Gün TV broadcast director Diren Keser commented on RTÜK's initiative for Kurdish broadcasts saying, "It is a positive step, but it comes late". The initiative paves the way for 24-hour broadcasts of private radio and television corporations in languages other than Turkish such asTRT Şeş (TRT 6) broadcasting in Kurdish. Keser from Gün TV, a Kurdish television channel broadcasting in the region of Diyarbakır, argued that he had presented his demand for broadcasting in his mother tounge to RTÜK on the request of the District Office on 3 September.

On 5 January 2004, the Radio and Television Supreme Council (RTÜK) issued the "Regulations about Radio and Television Broadcasts in Different Languages and Dialects Traditionally Used in the Daily Life of Turkish Citizens" which allow for one hour per day of radio broadcast and a maximum of five hours per week, respectively 45 minutes of daily TV broadcast not exceeding four hours per week. Radio programmes can be published only under the obligation of publishing the same programme in a subtitled version on TV directly after the original broadcast. The media institutions have to inform RTÜK in advance of the contents of the programme, the format and who prepared it. The regulation does not allow local media organisations to broadcast any kind of children's programmes in their mother tongue.

The Prime Ministerial Board for Broadcasts/Publications Harmful to the Underaged has decided that the book "Third Class Woman" (Üçüncü Sınıf Kadın") written by Anıl Alacaoğlu cannot be sold to under-18-year-olds and cannot be advertised. The book, according to the author in a statement on 11 August, is about "the loves, sexual experiences, separations, discrimination and problems experienced by a transsexual from childhood into their twenties."

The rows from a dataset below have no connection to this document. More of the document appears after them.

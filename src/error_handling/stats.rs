//! Failure statistics tracking.
//!
//! Thread-safe counters for every `FailureKind` observed during a run.

use std::collections::HashMap;
use std::sync::atomic::{AtomicUsize, Ordering};
use strum::IntoEnumIterator;

use super::types::FailureKind;

/// Thread-safe failure statistics tracker.
///
/// All kinds are initialized to zero on creation, so lookups never miss.
/// Share across tasks with `Arc`.
pub struct FailureStats {
    counts: HashMap<FailureKind, AtomicUsize>,
}

impl FailureStats {
    /// Creates a tracker with every kind at zero.
    pub fn new() -> Self {
        let counts = FailureKind::iter()
            .map(|kind| (kind, AtomicUsize::new(0)))
            .collect();
        FailureStats { counts }
    }

    /// Counts one occurrence of `kind`.
    pub fn increment(&self, kind: FailureKind) {
        if let Some(counter) = self.counts.get(&kind) {
            counter.fetch_add(1, Ordering::Relaxed);
        } else {
            log::error!(
                "Attempted to increment failure counter for {:?} which is not in the map",
                kind
            );
        }
    }

    /// Current count for `kind`.
    pub fn get(&self, kind: FailureKind) -> usize {
        self.counts
            .get(&kind)
            .map(|c| c.load(Ordering::SeqCst))
            .unwrap_or(0)
    }

    /// Sum over all kinds.
    pub fn total(&self) -> usize {
        self.counts.values().map(|c| c.load(Ordering::SeqCst)).sum()
    }

    /// Non-zero counters in `FailureKind` declaration order.
    pub fn non_zero(&self) -> Vec<(FailureKind, usize)> {
        FailureKind::iter()
            .map(|kind| (kind, self.get(kind)))
            .filter(|(_, count)| *count > 0)
            .collect()
    }
}

impl Default for FailureStats {
    fn default() -> Self {
        Self::new()
    }
}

Alacaoğlu said that the ban on the book was "a result of the mentality that presumes that children cannot be homosexual or transsexual. The only explanation for this is the existence of homophobia and transphobia. I expected some negative reactions towards the book, but the notification we received made me worried about the outdated restrictions the book faces."
Melek Ulagay from the Justice for Children group claimed, "As the first step of the government's Kurdish initiative, children detained within the scope of the Turkish Criminal Code (TCK) must be released." Ulugay said that the problem of children becoming victims of the TCK is entwined with the Kurdish question and that the matter cannot be assessed as purely as a problem for children. Ulugay argued, "Children and young people are the future.

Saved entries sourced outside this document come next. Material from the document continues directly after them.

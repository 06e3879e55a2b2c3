//! HTML link extraction.
//!
//! This module finds the third-party domains a page references:
//! - Link-bearing attributes (`href`, `src`, `data`, `action`)
//! - CSS `url(...)` references in `<style>` elements and `style` attributes
//! - Bare absolute URLs anywhere in the content (inline scripts, comments, JSON)
//!
//! All structured parsing is done using CSS selectors via the `scraper` crate.

mod links;

// Re-export public API
pub use links::extract_third_party;
//! Scripted capability fakes shared by unit tests.

use std::collections::HashMap;
use std::net::Ipv4Addr;
use std::sync::Mutex;
use std::time::Duration;

use async_trait::async_trait;
use url::Url;

use crate::dns::DnsLookup;
use crate::error_handling::{DnsError, FetchError};
use crate::fetch::{HeadProbe, PageGet, PageResponse, ProbeResponse};

/// DNS fake answering from a fixed table; unknown hosts get `NoRecord`.
#[derive(Default)]
pub struct FakeDns {
    answers: HashMap<String, Result<Ipv4Addr, DnsError>>,
    pub calls: Mutex<Vec<String>>,
    pub delay: Option<Duration>,
}

impl FakeDns {
    pub fn new() -> Self {
        Self::default()
    }

    pub fn with(mut self, host: &str, answer: Result<Ipv4Addr, DnsError>) -> Self {
        self.answers.insert(host.to_string(), answer);
        self
    }

    pub fn with_ip(self, host: &str, ip: [u8; 4]) -> Self {
        self.with(host, Ok(Ipv4Addr::from(ip)))
    }

    pub fn with_delay(mut self, delay: Duration) -> Self {
        self.delay = Some(delay);
        self
    }

    pub fn calls(&self) -> Vec<String> {
        self.calls.lock().unwrap().clone()
    }
}

#[async_trait]
impl DnsLookup for FakeDns {
    async fn lookup_a(&self, hostname: &str) -> Result<Ipv4Addr, DnsError> {
        self.calls.lock().unwrap().push(hostname.to_string());
        if let Some(delay) = self.delay {
            tokio::time::sleep(delay).await;
        }
        self.answers
            .get(hostname)
            .cloned()
            .unwrap_or(Err(DnsError::NoRecord))
    }
}

/// HTTP fake keyed by exact URL string.
///
/// HEAD answers come from `probes`; GET answers from `pages`. Unknown URLs fail
/// with a transport error. URLs listed in `hang` never answer.
#[derive(Default)]
pub struct FakeHttp {
    probes: HashMap<String, Result<ProbeResponse, FetchError>>,
    pages: HashMap<String, Result<PageResponse, FetchError>>,
    hang: Vec<String>,
    pub requests: Mutex<Vec<String>>,
}

impl FakeHttp {
    pub fn new() -> Self {
        Self::default()
    }

    pub fn redirect(mut self, from: &str, status: u16, location: &str) -> Self {
        self.probes.insert(
            from.to_string(),
            Ok(ProbeResponse {
                status,
                location: Some(location.to_string()),
            }),
        );
        self
    }

    pub fn status(mut self, url: &str, status: u16) -> Self {
        self.probes.insert(
            url.to_string(),
            Ok(ProbeResponse {
                status,
                location: None,
            }),
        );
        self
    }

    pub fn probe_error(mut self, url: &str, error: FetchError) -> Self {
        self.probes.insert(url.to_string(), Err(error));
        self
    }

    pub fn page(mut self, url: &str, status: u16, body: &str) -> Self {
        self.pages.insert(
            url.to_string(),
            Ok(PageResponse {
                status,
                body: body.to_string(),
            }),
        );
        self
    }

    pub fn page_error(mut self, url: &str, error: FetchError) -> Self {
        self.pages.insert(url.to_string(), Err(error));
        self
    }

    pub fn hang(mut self, url: &str) -> Self {
        self.hang.push(url.to_string());
        self
    }

    pub fn requests(&self) -> Vec<String> {
        self.requests.lock().unwrap().clone()
    }

    async fn maybe_hang(&self, url: &Url) {
        if self.hang.iter().any(|h| h == url.as_str()) {
            tokio::time::sleep(Duration::from_secs(3600)).await;
        }
    }
}

#[async_trait]
impl HeadProbe for FakeHttp {
    async fn head(&self, url: &Url, _timeout: Duration) -> Result<ProbeResponse, FetchError> {
        self.requests.lock().unwrap().push(format!("HEAD {url}"));
        self.maybe_hang(url).await;
        self.probes
            .get(url.as_str())
            .cloned()
            .unwrap_or_else(|| Err(FetchError::Transport(format!("no route to {url}"))))
    }
}

#[async_trait]
impl PageGet for FakeHttp {
    async fn get(&self, url: &Url, _timeout: Duration) -> Result<PageResponse, FetchError> {
        self.requests.lock().unwrap().push(format!("GET {url}"));
        self.maybe_hang(url).await;
        self.pages
            .get(url.as_str())
            .cloned()
            .unwrap_or_else(|| Err(FetchError::Transport(format!("no route to {url}"))))
    }
}
//! Graceful shutdown handling.

use log::warn;
use tokio::task::JoinHandle;
use tokio_util::sync::CancellationToken;

/// Cancels `cancel` on the first Ctrl-C.
///
/// The running pass finishes its current item, skips the rest, and later
/// passes are not started. The listener exits on its own once `cancel` fires
/// for any other reason.
pub fn cancel_on_ctrl_c(cancel: CancellationToken) -> JoinHandle<()> {
    tokio::spawn(async move {
        tokio::select! {
            result = tokio::signal::ctrl_c() => match result {
                Ok(()) => {
                    warn!("Interrupted: finishing the current item and stopping");
                    cancel.cancel();
                }
                Err(e) => warn!("Failed to listen for Ctrl-C: {e}"),
            },
            _ = cancel.cancelled() => {}
        }
    })
}
//! Run-level helpers used by the enrichment driver.
//!
//! This module provides progress logging from pass events, Ctrl-C handling,
//! and statistics printing.

pub mod logging;
pub mod shutdown;
pub mod statistics;

// Re-export public API
pub use logging::spawn_progress_logger;
pub use shutdown::cancel_on_ctrl_c;
pub use statistics::{print_failure_statistics, print_simple_summary};
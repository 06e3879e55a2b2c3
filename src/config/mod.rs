//! Application configuration and constants.
//!
//! This module provides:
//! - Configuration constants (timeouts, pacing delays, limits)
//! - CLI option types and parsing

mod constants;
mod types;

// Re-export all constants
pub use constants::*;
pub use types::{Config, DnsBackend, LogFormat, LogLevel, Opt};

The government's Kurdish initiative affects today's generation just as much as the coming ones. Therefore, by detaining these children in prison we impose an embargo on their futures". According to data from the Ministry of Justice, a total of 1,572 children were tried in 2006 and 2007 on the grounds of terror crimes punished by the TCK or the Anti-Terror Law (TMY). Ninety-two children out of 174 were convicted in Diyarbakır. Ulugay stated, "This is the reason why the government has to take care of this matter as a part of the initiative".